→ **Exercise directions**
Report how many lines in the records below contain the word "Adds". Give only the number.

→ **Provided information**
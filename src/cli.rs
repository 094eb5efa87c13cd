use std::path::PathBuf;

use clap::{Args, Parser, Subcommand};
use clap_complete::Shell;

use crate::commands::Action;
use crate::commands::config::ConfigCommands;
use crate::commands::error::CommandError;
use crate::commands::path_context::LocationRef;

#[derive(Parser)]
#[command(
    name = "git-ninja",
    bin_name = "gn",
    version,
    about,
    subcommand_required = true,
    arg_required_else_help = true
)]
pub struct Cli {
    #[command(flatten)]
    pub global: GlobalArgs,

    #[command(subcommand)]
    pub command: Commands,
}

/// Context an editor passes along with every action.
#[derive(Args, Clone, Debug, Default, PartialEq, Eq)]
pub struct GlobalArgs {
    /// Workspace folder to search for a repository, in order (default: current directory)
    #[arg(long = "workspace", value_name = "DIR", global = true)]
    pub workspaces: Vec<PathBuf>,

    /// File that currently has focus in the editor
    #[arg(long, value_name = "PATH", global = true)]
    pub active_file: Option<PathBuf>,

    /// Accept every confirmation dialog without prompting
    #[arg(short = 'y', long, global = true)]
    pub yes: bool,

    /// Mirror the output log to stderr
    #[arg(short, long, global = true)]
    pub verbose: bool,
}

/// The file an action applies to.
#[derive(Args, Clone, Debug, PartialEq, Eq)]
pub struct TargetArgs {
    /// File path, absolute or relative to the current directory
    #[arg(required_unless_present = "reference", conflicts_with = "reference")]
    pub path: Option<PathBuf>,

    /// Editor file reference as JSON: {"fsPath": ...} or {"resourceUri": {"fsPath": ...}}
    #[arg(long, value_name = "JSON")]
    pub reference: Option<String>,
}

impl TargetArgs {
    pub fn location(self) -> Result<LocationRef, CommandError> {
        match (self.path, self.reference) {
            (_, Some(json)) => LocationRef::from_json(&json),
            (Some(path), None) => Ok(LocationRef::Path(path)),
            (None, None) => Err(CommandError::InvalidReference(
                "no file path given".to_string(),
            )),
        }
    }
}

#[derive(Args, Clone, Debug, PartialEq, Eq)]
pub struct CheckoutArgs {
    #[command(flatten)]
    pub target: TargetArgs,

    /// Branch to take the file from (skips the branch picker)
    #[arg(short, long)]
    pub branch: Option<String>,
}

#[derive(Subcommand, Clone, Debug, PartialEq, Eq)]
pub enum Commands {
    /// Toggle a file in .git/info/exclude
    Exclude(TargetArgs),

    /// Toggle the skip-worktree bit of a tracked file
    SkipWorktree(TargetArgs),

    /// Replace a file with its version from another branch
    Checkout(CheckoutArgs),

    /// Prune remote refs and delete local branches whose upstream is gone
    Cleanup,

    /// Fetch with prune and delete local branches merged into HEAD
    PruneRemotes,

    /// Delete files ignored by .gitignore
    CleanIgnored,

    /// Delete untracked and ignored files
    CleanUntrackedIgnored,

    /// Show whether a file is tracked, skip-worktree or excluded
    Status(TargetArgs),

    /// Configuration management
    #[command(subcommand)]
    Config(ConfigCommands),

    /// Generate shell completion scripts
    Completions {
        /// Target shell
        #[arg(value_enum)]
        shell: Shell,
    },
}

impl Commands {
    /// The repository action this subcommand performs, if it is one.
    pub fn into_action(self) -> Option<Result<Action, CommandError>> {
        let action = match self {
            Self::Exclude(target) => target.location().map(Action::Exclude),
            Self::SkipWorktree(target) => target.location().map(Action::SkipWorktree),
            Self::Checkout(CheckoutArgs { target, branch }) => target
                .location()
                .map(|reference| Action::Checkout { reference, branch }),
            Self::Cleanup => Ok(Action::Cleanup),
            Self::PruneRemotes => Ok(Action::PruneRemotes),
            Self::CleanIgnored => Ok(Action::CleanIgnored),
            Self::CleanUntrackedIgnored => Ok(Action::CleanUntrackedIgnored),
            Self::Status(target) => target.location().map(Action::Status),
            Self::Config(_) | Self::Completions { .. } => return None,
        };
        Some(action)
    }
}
---
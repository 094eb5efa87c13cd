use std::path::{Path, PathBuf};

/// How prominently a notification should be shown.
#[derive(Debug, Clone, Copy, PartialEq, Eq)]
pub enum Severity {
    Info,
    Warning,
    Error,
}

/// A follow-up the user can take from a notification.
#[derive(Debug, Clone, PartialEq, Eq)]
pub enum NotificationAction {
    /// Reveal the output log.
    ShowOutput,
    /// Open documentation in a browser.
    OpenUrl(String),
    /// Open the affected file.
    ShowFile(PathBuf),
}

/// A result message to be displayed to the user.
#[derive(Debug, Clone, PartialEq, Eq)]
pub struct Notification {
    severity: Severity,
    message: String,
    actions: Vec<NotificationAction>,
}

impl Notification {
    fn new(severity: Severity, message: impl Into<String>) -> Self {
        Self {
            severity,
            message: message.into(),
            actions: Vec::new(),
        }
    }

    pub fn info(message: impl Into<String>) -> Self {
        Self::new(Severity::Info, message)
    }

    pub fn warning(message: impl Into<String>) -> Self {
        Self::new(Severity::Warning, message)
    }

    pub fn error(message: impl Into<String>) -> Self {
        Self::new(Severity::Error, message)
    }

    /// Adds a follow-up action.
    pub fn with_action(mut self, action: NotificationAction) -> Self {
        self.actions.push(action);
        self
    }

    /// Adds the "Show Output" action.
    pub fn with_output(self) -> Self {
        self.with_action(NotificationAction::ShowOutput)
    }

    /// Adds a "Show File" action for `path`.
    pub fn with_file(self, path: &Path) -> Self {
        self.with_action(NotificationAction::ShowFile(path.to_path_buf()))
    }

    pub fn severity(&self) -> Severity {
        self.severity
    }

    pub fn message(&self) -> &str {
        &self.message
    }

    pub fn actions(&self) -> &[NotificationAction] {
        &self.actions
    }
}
---
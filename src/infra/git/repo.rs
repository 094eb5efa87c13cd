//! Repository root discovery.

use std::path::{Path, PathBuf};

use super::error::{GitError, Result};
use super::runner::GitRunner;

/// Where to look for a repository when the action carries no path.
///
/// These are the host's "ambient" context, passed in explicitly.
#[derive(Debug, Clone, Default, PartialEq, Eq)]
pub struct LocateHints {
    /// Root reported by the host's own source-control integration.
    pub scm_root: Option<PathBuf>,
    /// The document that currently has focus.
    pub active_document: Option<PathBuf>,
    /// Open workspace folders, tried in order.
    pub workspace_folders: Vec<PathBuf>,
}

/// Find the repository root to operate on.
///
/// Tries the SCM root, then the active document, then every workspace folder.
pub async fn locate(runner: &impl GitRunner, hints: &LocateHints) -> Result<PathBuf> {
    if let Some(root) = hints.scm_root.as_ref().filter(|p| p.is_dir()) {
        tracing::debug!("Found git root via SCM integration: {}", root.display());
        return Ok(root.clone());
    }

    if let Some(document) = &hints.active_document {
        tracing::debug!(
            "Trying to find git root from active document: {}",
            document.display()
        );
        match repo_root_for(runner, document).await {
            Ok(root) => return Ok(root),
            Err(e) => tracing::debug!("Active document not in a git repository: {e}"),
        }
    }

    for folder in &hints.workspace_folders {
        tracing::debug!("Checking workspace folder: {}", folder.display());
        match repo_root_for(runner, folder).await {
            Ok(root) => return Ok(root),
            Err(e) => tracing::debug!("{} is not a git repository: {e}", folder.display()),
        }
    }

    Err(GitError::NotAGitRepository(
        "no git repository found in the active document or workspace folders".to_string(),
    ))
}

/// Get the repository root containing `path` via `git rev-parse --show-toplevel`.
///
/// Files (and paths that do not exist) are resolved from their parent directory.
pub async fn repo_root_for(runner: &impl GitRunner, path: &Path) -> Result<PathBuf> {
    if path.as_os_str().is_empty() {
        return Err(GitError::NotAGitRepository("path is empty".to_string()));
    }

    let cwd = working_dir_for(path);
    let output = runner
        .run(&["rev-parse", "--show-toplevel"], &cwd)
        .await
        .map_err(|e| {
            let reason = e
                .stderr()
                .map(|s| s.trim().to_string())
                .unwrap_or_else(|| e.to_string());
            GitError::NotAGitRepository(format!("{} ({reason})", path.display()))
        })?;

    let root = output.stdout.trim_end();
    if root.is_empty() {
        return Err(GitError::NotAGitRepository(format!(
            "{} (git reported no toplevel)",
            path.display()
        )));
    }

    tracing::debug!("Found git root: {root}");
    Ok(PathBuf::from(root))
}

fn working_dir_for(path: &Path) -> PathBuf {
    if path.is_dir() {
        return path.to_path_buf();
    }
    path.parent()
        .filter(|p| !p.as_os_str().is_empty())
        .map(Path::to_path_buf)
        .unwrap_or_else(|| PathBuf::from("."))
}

→ **Exercise solution**
3